A letter from the chairwoman of the Clayton County Board of Education may have deepened the rift dividing board members, but may not have affected the school system's probationary status.

More than six months after SACS placed the school system on probation, Chairwoman Nedra Ware's letter asked where the board could find a copy of SACS policies.

"In terms of the school board, where can I find the policies of SACS governing school boards?" Ware's letter asked. "What are those guidelines and standards?"

Ware wrote the letter to a member of the Southern Association of Colleges and Schools investigative team that visited the school system Oct. 8, but didn't consult with her fellow board members before sending it and didn't even give them a copy until four days after it was sent.

"While we are desperately trying to get off probation, I am disappointed that we are not being consulted because we don't want to do anything that would jeopardize us getting off probation," said board member Barbara Wells.

The Oct. 10 letter, addressed to Peyton Williams, listed five questions, including three that questioned SACS' authority over the school board.

In an informal oral report that followed the visit, the team charged that the board had yet to meet to discuss SACS' initial report, which placed the system on probation.

Although the letter was sent on Clayton County Public Schools letterhead and in Ware's official capacity as chairwoman, board members didn't learn of the letter until Oct. 14.

This follows a pattern in the past by Ware in which board members were not consulted before letters were sent. In this case, she did not sign any other board members' names.

Board member Bob Livingston reserved comment for the letter, but expressed concern.

"I'm going to reserve my opinion for the right time," he said. "I don't think SACS will be happy with this."

Although the letter was an attempt to learn SACS policy, Williams doesn't work for SACS, but rather serves in a voluntary capacity.
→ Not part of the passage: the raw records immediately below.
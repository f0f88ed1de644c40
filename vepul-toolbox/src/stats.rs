use crate::plot;
use crate::settings::Settings;
use snapshot_lib::rpc::{self, JsonRpcReader, Url};
use snapshot_lib::sampler::{self, SnapshotSampler};
use snapshot_lib::{BlockNumber, SampleSeries};
use tracing::info;

#[derive(Debug, thiserror::Error)]
pub enum Error {
    #[error("invalid rpc url {url:?}: {reason}")]
    InvalidUrl { url: String, reason: String },

    #[error(transparent)]
    Rpc(#[from] rpc::Error),

    #[error(transparent)]
    Sampler(#[from] sampler::Error),

    #[error(transparent)]
    Plot(#[from] plot::Error),
}

pub fn connect(settings: &Settings) -> Result<JsonRpcReader, Error> {
    let url = settings
        .rpc_url
        .parse::<Url>()
        .map_err(|e| Error::InvalidUrl {
            url: settings.rpc_url.clone(),
            reason: e.to_string(),
        })?;
    Ok(JsonRpcReader::new(url)?
        .with_method(&settings.method)?
        .with_call_block(settings.call_at))
}

/// Samples the total voting power from the configured start block up to
/// `current_block`, or up to the chain height reported by the node when unset.
pub fn sample_voting_power(
    settings: &Settings,
    current_block: Option<BlockNumber>,
) -> Result<SampleSeries, Error> {
    let reader = connect(settings)?;
    let current_block = match current_block {
        Some(block) => block,
        None => reader.block_number()?,
    };
    info!(rpc = %reader.url(), current_block, "connected");

    let sampler = SnapshotSampler::new(reader, settings.sampler_config());
    Ok(sampler.sample(current_block)?)
}

/// Samples, renders the chart to the configured output and optionally shows it.
///
/// Nothing is written unless every sample was read.
pub fn plot_voting_power(
    settings: &Settings,
    current_block: Option<BlockNumber>,
    show: bool,
) -> Result<SampleSeries, Error> {
    let series = sample_voting_power(settings, current_block)?;
    plot::render(&series, &settings.output)?;
    if show {
        plot::show(&settings.output, settings.viewer.as_ref())?;
    }
    Ok(series)
}
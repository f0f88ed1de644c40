use color_eyre::Report;
use snapshot_lib::rpc::CallBlock;
use snapshot_lib::{BlockNumber, ContractAddress};
use std::path::PathBuf;
use structopt::StructOpt;
use vepul_toolbox::networks::Network;
use vepul_toolbox::plot::Viewer;
use vepul_toolbox::settings::{PartialSettings, Settings};

#[derive(StructOpt)]
#[structopt(rename_all = "kebab-case")]
pub struct SamplingArgs {
    /// Path to a json configuration file, command line values take precedence
    #[structopt(long)]
    config: Option<PathBuf>,

    /// JSON-RPC endpoint of the node. Calls evaluated at the sampled blocks
    /// require a node keeping historical state.
    #[structopt(long, env = "ETH_RPC_URL")]
    rpc_url: Option<String>,

    /// Use the vePUL deployment of a known network (ethereum, pulsarr-test)
    #[structopt(long)]
    network: Option<Network>,

    /// Address of the contract to query
    #[structopt(long)]
    contract: Option<ContractAddress>,

    /// First sampled block
    #[structopt(long)]
    start_block: Option<BlockNumber>,

    /// Number of sampled blocks
    #[structopt(long)]
    samples: Option<usize>,

    /// Solidity signature of the accessor, taking the block number as only argument
    #[structopt(long)]
    method: Option<String>,

    /// Evaluate calls at the sampled block (sampled) or at the chain head (latest)
    #[structopt(long)]
    call_at: Option<CallBlock>,

    /// Last sampled block, the chain height reported by the node when omitted
    #[structopt(long)]
    pub current_block: Option<BlockNumber>,
}

impl SamplingArgs {
    pub fn settings(
        &self,
        output: Option<PathBuf>,
        viewer: Option<Viewer>,
    ) -> Result<Settings, Report> {
        let cli = PartialSettings {
            rpc_url: self.rpc_url.clone(),
            network: self.network,
            contract: self.contract,
            start_block: self.start_block,
            samples: self.samples,
            method: self.method.clone(),
            call_at: self.call_at,
            output,
            viewer,
        };
        Ok(Settings::load(cli, self.config.as_deref())?)
    }
}

#[cfg(test)]
mod tests {
    use super::*;
    use std::io::Write;

    fn config_file(content: &str) -> tempfile::NamedTempFile {
        let mut file = tempfile::NamedTempFile::new().unwrap();
        file.write_all(content.as_bytes()).unwrap();
        file
    }

    // Both cases touch ETH_RPC_URL, keep them in one test so they don't race.
    #[test]
    fn rpc_url_precedence() {
        let file = config_file(r#"{ "rpc_url": "http://file:8545" }"#);
        let config = file.path().to_str().unwrap();
        std::env::set_var("ETH_RPC_URL", "http://env:8545");

        let args = SamplingArgs::from_iter_safe(["samples", "--config", config]).unwrap();
        let settings = args.settings(None, None).unwrap();
        assert_eq!(settings.rpc_url, "http://env:8545");

        let args = SamplingArgs::from_iter_safe([
            "samples",
            "--config",
            config,
            "--rpc-url",
            "http://flag:8545",
        ])
        .unwrap();
        let settings = args.settings(None, None).unwrap();
        assert_eq!(settings.rpc_url, "http://flag:8545");

        std::env::remove_var("ETH_RPC_URL");
        let args = SamplingArgs::from_iter_safe(["samples", "--config", config]).unwrap();
        let settings = args.settings(None, None).unwrap();
        assert_eq!(settings.rpc_url, "http://file:8545");
    }
}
Mark Elgart, executive director of the SACS Commission on Secondary and Elementary School, hadn't received a copy of the letter by Friday evening.

"She has a right as an individual to ask questions," he said without having seen the letter. "I don't think she is overstepping her authority."

SACS placed the school system on probation for violating its own policy. The problems are with the board as a whole and not with individuals on the board, he explained.

"I hope people aren't looking for problems where there aren't any," Elgart said.

The Oct. 8 visit at the midway point of the probationary period checked on the board's progress. The team found that little progress had been made and that it still was unsure of its roles and responsibilities.

A written formal report of the visit will be sent to the board in seven to 10 days, Elgart said. One key step to the probation being lifted is the hiring of a superintendent after the completion of a national search by the Georgia School Boards Association.

If the board hasn't corrected its problems when SACS returns in the spring, SACS could revoke the system's accreditation. If this happens, Clayton County students would no longer be eligible for the state's Helping Outstanding Pupils Educationally (HOPE) scholarship program.